Zeitlos aktuell auch die Begegnung zwischen Mia und Carlos in der Erzählung »X«. Beide hatten eine Beziehung und treffen sich nach längerer Pause wieder. Erschreckend ist die klare realistische Schilderung des Zusammentreffens. Er erinnert sich an liebevolle Details, an Mias »gärtnerische Strenge« beim Zupfen ihrer Augenbrauen, aber auch daran, wie er sich schon damals von ihren »Röntgenaugen« durchschaut gefühlt hat. Wie früher wird er »versuchen, ein bisschen zu lügen«. Erst befragt sie ihn zu seinem neuen Job, dann wird sie direkter und drängt ihn zu sagen, was er von der Kellnerin hält, die ihm zu gefallen scheint.

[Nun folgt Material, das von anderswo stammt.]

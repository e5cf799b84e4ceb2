//! Configuração do jobstate carregada a partir de `jobstate.toml`.
//!
//! A struct [`Config`] contém todos os parâmetros ajustáveis do engine.
//! Valores não presentes no arquivo usam defaults sensíveis.
//! Algumas variáveis de ambiente, as mesmas que os workers da fila já
//! exportam, têm precedência sobre o arquivo.

use std::path::{Path, PathBuf};
use std::time::Duration;

use serde::Deserialize;

use crate::error::{JobStateError, Result};

pub const DEFAULT_CONFIG_FILE: &str = "jobstate.toml";

/// Configuração de nível superior carregada de `jobstate.toml`.
#[derive(Debug, Clone, Deserialize)]
#[serde(default)]
pub struct Config {
    /// Raiz com um diretório por job (`<root>/<job>/output/...`).
    pub results_root: PathBuf,
    /// Raiz com as cópias públicas dos resultados (`<root>/<job>/results.json`).
    pub public_root: PathBuf,
    pub log_format: LogFormat,
    pub cache: CacheConfig,
    pub queue: QueueConfig,
    pub reconcile: ReconcileConfig,
    pub probe: ProbeConfig,
    pub artifacts: ArtifactLayout,
}

impl Default for Config {
    fn default() -> Self {
        Self {
            results_root: PathBuf::from("/results"),
            public_root: PathBuf::from("/public"),
            log_format: LogFormat::default(),
            cache: CacheConfig::default(),
            queue: QueueConfig::default(),
            reconcile: ReconcileConfig::default(),
            probe: ProbeConfig::default(),
            artifacts: ArtifactLayout::default(),
        }
    }
}

#[derive(Debug, Clone, Copy, Default, PartialEq, Eq, Deserialize)]
#[serde(rename_all = "lowercase")]
pub enum LogFormat {
    #[default]
    Text,
    Json,
}

#[derive(Debug, Clone, Deserialize)]
#[serde(default)]
pub struct CacheConfig {
    /// Quando falso, toda chamada ao cache responde "indisponível".
    pub enabled: bool,
    /// Diretório do cache compartilhado entre os processos do host.
    pub dir: PathBuf,
    /// Tempo de vida dos registros, independente do ciclo de vida do job.
    pub ttl_days: u64,
}

impl Default for CacheConfig {
    fn default() -> Self {
        Self {
            enabled: true,
            dir: PathBuf::from("/var/cache/jobstate"),
            ttl_days: 7,
        }
    }
}

impl CacheConfig {
    pub fn ttl(&self) -> Duration {
        Duration::from_secs(self.ttl_days * 86_400)
    }
}

#[derive(Debug, Clone, Deserialize)]
#[serde(default)]
pub struct QueueConfig {
    /// URL base da API de monitoramento da fila. Sem valor, quem chama informa o estado.
    pub url: Option<String>,
    pub timeout_secs: u64,
}

impl Default for QueueConfig {
    fn default() -> Self {
        Self {
            url: None,
            timeout_secs: 10,
        }
    }
}

/// O que a reconstrução heurística reporta quando existem o resultado tabular
/// e um arquivo auxiliar, mas nada foi empacotado.
#[derive(Debug, Clone, Copy, Default, PartialEq, Eq, Deserialize)]
#[serde(rename_all = "lowercase")]
pub enum ModerateEvidencePolicy {
    /// Reporta sucesso, anotado como conjunto parcial de artefatos.
    #[default]
    Success,
    /// Reporta execução no estágio de empacotamento, que ainda não terminou.
    Running,
}

#[derive(Debug, Clone, Deserialize)]
#[serde(default)]
pub struct ReconcileConfig {
    /// Janela de recência quando o timestamp vem do arquivo de estágio.
    pub rich_recency_window_secs: u64,
    /// Janela de recência quando o timestamp vem só do cache, do marcador ou da fila.
    pub simple_recency_window_secs: u64,
    pub moderate_evidence: ModerateEvidencePolicy,
    /// Grava no cache vazio os veredictos vindos dos artefatos duráveis.
    pub backfill_cache: bool,
}

impl Default for ReconcileConfig {
    fn default() -> Self {
        Self {
            rich_recency_window_secs: 180,
            simple_recency_window_secs: 60,
            moderate_evidence: ModerateEvidencePolicy::default(),
            backfill_cache: true,
        }
    }
}

#[derive(Debug, Clone, Deserialize)]
#[serde(default)]
pub struct ProbeConfig {
    pub max_retries: u32,
    pub base_delay_ms: u64,
}

impl Default for ProbeConfig {
    fn default() -> Self {
        Self {
            max_retries: 6,
            base_delay_ms: 500,
        }
    }
}

impl ProbeConfig {
    /// Atraso antes da tentativa `attempt` (a partir de zero): `base * 2^attempt`.
    pub fn delay_for_attempt(&self, attempt: u32) -> Duration {
        let factor = 2u64.saturating_pow(attempt);
        Duration::from_millis(self.base_delay_ms.saturating_mul(factor))
    }
}

/// Nomes dos arquivos de resultado produzidos pelas etapas do worker.
///
/// O engine só verifica se eles existem.
#[derive(Debug, Clone, Deserialize)]
#[serde(default)]
pub struct ArtifactLayout {
    /// Extensão do bundle empacotado no diretório do job.
    pub bundle_extension: String,
    /// Resultado estruturado, sob a raiz pública.
    pub structured_result: String,
    /// Resultado tabular final, no diretório de saída do job.
    pub tabular_result: String,
    /// Saída intermediária gravada antes da verificação.
    pub intermediate_result: String,
    /// Arquivos derivados gravados pela etapa de enriquecimento.
    pub auxiliary: Vec<String>,
}

impl Default for ArtifactLayout {
    fn default() -> Self {
        Self {
            bundle_extension: "zip".to_string(),
            structured_result: "results.json".to_string(),
            tabular_result: "results.csv".to_string(),
            intermediate_result: "raw_results.csv".to_string(),
            auxiliary: vec![
                "sentences.csv".to_string(),
                "analysis_summary.json".to_string(),
            ],
        }
    }
}

impl Config {
    /// Carrega `jobstate.toml` do diretório atual, ou os defaults se não existir.
    pub fn load() -> Result<Self> {
        Self::load_from(Path::new(DEFAULT_CONFIG_FILE))
    }

    /// Carrega o arquivo informado, ou os defaults se ele não existir, e depois
    /// aplica as variáveis de ambiente.
    pub fn load_from(path: &Path) -> Result<Self> {
        let mut config = if path.exists() {
            let contents = std::fs::read_to_string(path)?;
            toml::from_str::<Config>(&contents)?
        } else {
            Self::default()
        };
        config.apply_env(|key| std::env::var(key).ok())?;
        Ok(config)
    }

    /// Variáveis de ambiente têm precedência sobre o arquivo de configuração.
    pub fn apply_env(&mut self, var: impl Fn(&str) -> Option<String>) -> Result<()> {
        if let Some(root) = var("RESULTS_FOLDER").filter(|v| !v.is_empty()) {
            self.results_root = PathBuf::from(root);
        }
        if let Some(root) = var("PUBLIC_FOLDER").filter(|v| !v.is_empty()) {
            self.public_root = PathBuf::from(root);
        }
        if let Some(flag) = var("REDIS_STATE_TRACKING_ENABLED") {
            self.cache.enabled = parse_flag(&flag);
        }
        if let Some(days) = var("TASK_STATE_TTL_DAYS") {
            self.cache.ttl_days = days.trim().parse().map_err(|_| {
                JobStateError::Config(format!("TASK_STATE_TTL_DAYS is not a number: {days}"))
            })?;
        }
        if let Some(url) = var("JOBSTATE_QUEUE_URL").filter(|v| !v.is_empty()) {
            self.queue.url = Some(url);
        }
        Ok(())
    }
}

// Aceita as grafias que os containers dos workers usam para flags booleanas.
fn parse_flag(value: &str) -> bool {
    matches!(
        value.trim().to_ascii_lowercase().as_str(),
        "true" | "1" | "yes" | "on"
    )
}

Es ist eine leicht distanzierte, gestörte Unterhaltung, die beide führen. Mia wie schon früher zu aufdringlich, Carlos antwortet einsilbig, lügt. Noch dazu führt er gleichzeitig eine weitaus offenere Kommunikation, jedenfalls was die Bilder betrifft. Carlos bereitet sein nächstes Date vor. Auf dieser Ebene kann er selbstbewusster agieren, muss sich nicht für seine Kündigung rechtfertigen. Bei seiner Dating-App kommt es nur darauf an, was er hat: »Er holt sein Handy heraus, macht ein Foto und verschickt es.«
Quasi wie im Comic-Strip zeichnet Haas eine kurze Bilderfolge, in der er kurze Momente festhält, pointiert und verstört. Denn hier treten Alltagstypen auf, denen der Pachtvertrag mit dem Glück nicht verlängert wurde. Am Abgrund spielt auch die Szene „1985“, die sich so direkt in Fitzgerald Kusz’ Burning Love einschmuggeln könnte. So wie »Andi und Anschi« des Nürnberger Dramatikers auf der Autobahnbrücke herumhängen und Teenieprobleme wälzen, warten Gitta und Andi an einer Bushaltestelle im Nirgendwo der Provinz. Auch hier sind junge Menschen mit ihren Problemen auf sich gestellt. Was in ihnen vorgeht, was sie bewegt und bedrückt, bekommt ein Klassenlehrer während des Unterrichts nicht mit.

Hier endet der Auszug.